What a twat. More ridiculous reasoning for not liking MMA; and more bullshit from a boxer.


----------



## box (Oct 15, 2006)

It's gotta be painful knowing your sport is almost dead. I don't want to see boxing die, because it's a big part of mma. These boxers need to close there mouth and put on good fights, or just shut up already.


----------



## HitOrGetHit (Jun 29, 2009)

God these boxers sound so ignorant. they just feel threatened that mma is taking over. and they should be. i love boxing, i train boxing, but hands down mma is the more popular, more exciting, and more diverse than boxing. none of these boxers will step in the cage with the best. not bernard hopkins or floyd mayweather. they will get wrecked which is why they talk crap to a reporter and not to an mma fighter.


----------



## swedish_fighter (Jul 12, 2009)

I think the images speaks for themselves. "little clothes, only guys..".. Boxing is perfect gays and perfect for a guy like Bernard that touches any male at any time whenever he gets a chance to..

Smells **** not yet out of the closet to me..
Also as Dana said, this guy isn't fighting the best, so who gives a fawk? He should step up and do MMA not some ***** sport like "Boxing".. :confused05::thumbsup:


----------



## enceledus (Jul 8, 2007)

he's just mad because no one gives a shit about him anymore :sarcastic12:


----------



## Halfraq9 (Jun 30, 2009)

Obviously he's taken too many shots to the head !!! What a tool.


----------



## coldcall420 (Aug 2, 2007)

Biased...can you blame him. If any one of us were a pro boxer there is a good chance we would feel that way.

Some boxers dont act biased...... like Roy Jones respects the sport but this person never has had the best vocabulary nor are they known for making smart statements...

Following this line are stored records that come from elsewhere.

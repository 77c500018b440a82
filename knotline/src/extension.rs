use {
    crate::{
        fatal,
        framing::ParseHandler,
        knot::{Cursor, Knot},
        prelude::*,
    },
    std::{collections::HashMap, sync::Arc},
};

/// Whether an extension keeps control of the stream after an event.
#[derive(Debug, Clone, Copy, PartialEq, Eq)]
pub enum Flow {
    /// Keep routing framed events to this extension.
    Continue,
    /// Hand control back to the manager; the next line picks a handler.
    Done,
}

/// A sub-protocol handler. The manager triggers an extension when a line's
/// first whitespace-delimited token matches its registration, then routes
/// every framed event to it until one of its methods returns
/// [`Flow::Done`]. Extensions are shared across threads and guard their own
/// state.
pub trait ProtocolExtension: Send + Sync {
    /// Called with the full line that triggered the extension.
    fn on_start(&self, start_line: Knot) -> Flow;

    /// Called for each subsequent line while the extension holds control.
    fn on_line(&self, _line: Knot) -> Flow {
        Flow::Continue
    }

    /// Called for each raw blob while the extension holds control.
    fn on_raw(&self, _data: Knot) -> Flow {
        Flow::Continue
    }
}

/// Routes framed input to registered [`ProtocolExtension`]s.
///
/// Outside any extension the next event must be a line whose leading token
/// matches a registration; anything else is a protocol violation and
/// fatal. Connect the manager to a `LineRawParser` to start receiving
/// data.
#[derive(Default)]
pub struct ExtensionManager {
    handler_map: HashMap<String, Arc<dyn ProtocolExtension>>,
    current: Option<Arc<dyn ProtocolExtension>>,
}

impl ExtensionManager {
    pub fn new() -> Self {
        Self::default()
    }

    /// Registers `extension` for lines starting with `trigger_token`.
    /// Registering a token twice is a programmer error.
    pub fn add_handler(&mut self, trigger_token: &str, extension: Arc<dyn ProtocolExtension>) {
        let previous = self
            .handler_map
            .insert(trigger_token.to_string(), extension);
        assert!(
            previous.is_none(),
            "handler already registered for token {:?}",
            trigger_token
        );
    }

    fn dispatch_start(&mut self, line: Knot) {
        let token_end = line.find(b' ', line.begin());
        let token = match token_end {
            Cursor::End => line.to_string(),
            at => line.sub_knot(line.begin(), at).to_string(),
        };
        let handler = match self.handler_map.get(&token) {
            Some(handler) => Arc::clone(handler),
            None => fatal!(
                "unexpected line {:?}: not part of any protocol and does not begin one",
                line.to_string()
            ),
        };
        trace!(token = %token, "extension triggered");
        if handler.on_start(line) == Flow::Continue {
            self.current = Some(handler);
        }
    }
}

impl ParseHandler for ExtensionManager {
    fn line_received(&mut self, line: Knot) {
        match self.current.clone() {
            Some(handler) => {
                if handler.on_line(line) == Flow::Done {
                    self.current = None;
                }
            }
            None => self.dispatch_start(line),
        }
    }

    fn raw_received(&mut self, data: Knot) {
        // Raw data outside an extension has no possible recipient.
        match self.current.clone() {
            Some(handler) => {
                if handler.on_raw(data) == Flow::Done {
                    self.current = None;
                }
            }
            None => fatal!("raw data received with no protocol extension active"),
        }
    }
}

#[cfg(test)]
mod tests {
    use {
        super::*,
        std::sync::Mutex,
    };

    #[derive(Default)]
    struct EchoExtension {
        seen: Mutex<Vec<String>>,
    }

    impl ProtocolExtension for EchoExtension {
        fn on_start(&self, start_line: Knot) -> Flow {
            self.seen.lock().unwrap().push(format!("start {}", start_line));
            Flow::Continue
        }

        fn on_line(&self, line: Knot) -> Flow {
            let mut seen = self.seen.lock().unwrap();
            if line == "END" {
                seen.push("done".to_string());
                Flow::Done
            } else {
                seen.push(format!("line {}", line));
                Flow::Continue
            }
        }

        fn on_raw(&self, data: Knot) -> Flow {
            self.seen.lock().unwrap().push(format!("raw {}", data));
            Flow::Continue
        }
    }

    #[test]
    fn routes_by_leading_token_until_done() {
        let first = Arc::new(EchoExtension::default());
        let second = Arc::new(EchoExtension::default());
        let mut manager = ExtensionManager::new();
        manager.add_handler("ALPHA", first.clone());
        manager.add_handler("BETA", second.clone());

        manager.line_received(Knot::from("ALPHA with args"));
        manager.line_received(Knot::from("BETA not a trigger here"));
        manager.raw_received(Knot::from("blob"));
        manager.line_received(Knot::from("END"));
        manager.line_received(Knot::from("BETA"));
        manager.line_received(Knot::from("END"));

        assert_eq!(
            *first.seen.lock().unwrap(),
            vec![
                "start ALPHA with args",
                "line BETA not a trigger here",
                "raw blob",
                "done"
            ]
        );
        assert_eq!(*second.seen.lock().unwrap(), vec!["start BETA", "done"]);
    }

    struct OneShot;

    impl ProtocolExtension for OneShot {
        fn on_start(&self, _line: Knot) -> Flow {
            Flow::Done
        }
    }

    #[test]
    fn done_from_on_start_releases_control() {
        let mut manager = ExtensionManager::new();
        manager.add_handler("READY", Arc::new(OneShot));
        manager.line_received(Knot::from("READY"));
        manager.line_received(Knot::from("READY"));
        // A third trigger still resolves, proving no handler is stuck.
        manager.line_received(Knot::from("READY"));
    }

    #[test]
    #[should_panic(expected = "unexpected line")]
    fn unknown_token_is_fatal() {
        let mut manager = ExtensionManager::new();
        manager.add_handler("READY", Arc::new(OneShot));
        manager.line_received(Knot::from("NONSENSE"));
    }

    #[test]
    #[should_panic(expected = "no protocol extension active")]
    fn raw_without_handler_is_fatal() {
        let mut manager = ExtensionManager::new();
        manager.raw_received(Knot::from("blob"));
    }
}
use {
    crate::{
        ready::ReadyMonitor, root_mode::RootModeCommandSender, sender::MultiNumberedCommandSender,
    },
    knotline::{ExtensionManager, LineRawParser, NetworkConnection, ProtocolExtension},
    std::sync::Arc,
};

/// The per-connection protocol stack a listening harness builds when a
/// peer connects: READY tracking, the multi-results numbered-command
/// sender, and a root-mode sender for the bare tokens (SHUTDOWN), all
/// mounted over the socket. Subsystems that need more protocols (a
/// run-script command, say) layer them on the sender this exposes.
pub struct NetworkProtocolStack {
    connection: Arc<NetworkConnection>,
    ready_monitor: Arc<ReadyMonitor>,
    nc_sender: Arc<MultiNumberedCommandSender>,
    root_sender: Arc<RootModeCommandSender>,
}

impl NetworkProtocolStack {
    pub fn new(connection: Arc<NetworkConnection>) -> Self {
        let ready_monitor = Arc::new(ReadyMonitor::new(connection.write_queue()));
        let nc_sender = Arc::new(MultiNumberedCommandSender::new(
            Arc::clone(&ready_monitor),
            None,
        ));
        let root_sender = Arc::new(RootModeCommandSender::new(Arc::clone(&ready_monitor)));

        let mut extensions = ExtensionManager::new();
        extensions.add_handler("READY", Arc::clone(&ready_monitor) as Arc<dyn ProtocolExtension>);
        extensions.add_handler("RESULTS", Arc::clone(&nc_sender) as Arc<dyn ProtocolExtension>);
        extensions.add_handler("DONE", Arc::clone(&root_sender) as Arc<dyn ProtocolExtension>);

        let mut parser = LineRawParser::new(extensions);
        connection.register_data_callback(Box::new(move |chunk| parser.feed(chunk)));

        Self {
            connection,
            ready_monitor,
            nc_sender,
            root_sender,
        }
    }

    pub fn connection(&self) -> &Arc<NetworkConnection> {
        &self.connection
    }

    pub fn ready_monitor(&self) -> Arc<ReadyMonitor> {
        Arc::clone(&self.ready_monitor)
    }

    pub fn numbered_sender(&self) -> Arc<MultiNumberedCommandSender> {
        Arc::clone(&self.nc_sender)
    }

    pub fn root_sender(&self) -> Arc<RootModeCommandSender> {
        Arc::clone(&self.root_sender)
    }
}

Hopkins should just be quiet...


----------



## MrJoey (Oct 6, 2009)

That's Bernard for you.. ignorant and stupid, but he's one of my all time favourite boxers! Maybe he's a little jealous that MMA is slowly gaining control of the fight scene, cus boxing is a little dead nowadays.. however rumour has it that B-Hop and Roy Jones are having a rematch in 2010! Will be a fight that I shall look forward to.


----------



## NikosCC (May 16, 2007)

Will all those Millions he has and still has those Ghetto teeth lol Come on


----------



## UFCFAN33 (May 29, 2006)

Halfraq9 said:


> Obviously he's taken too many shots to the head !!! What a tool.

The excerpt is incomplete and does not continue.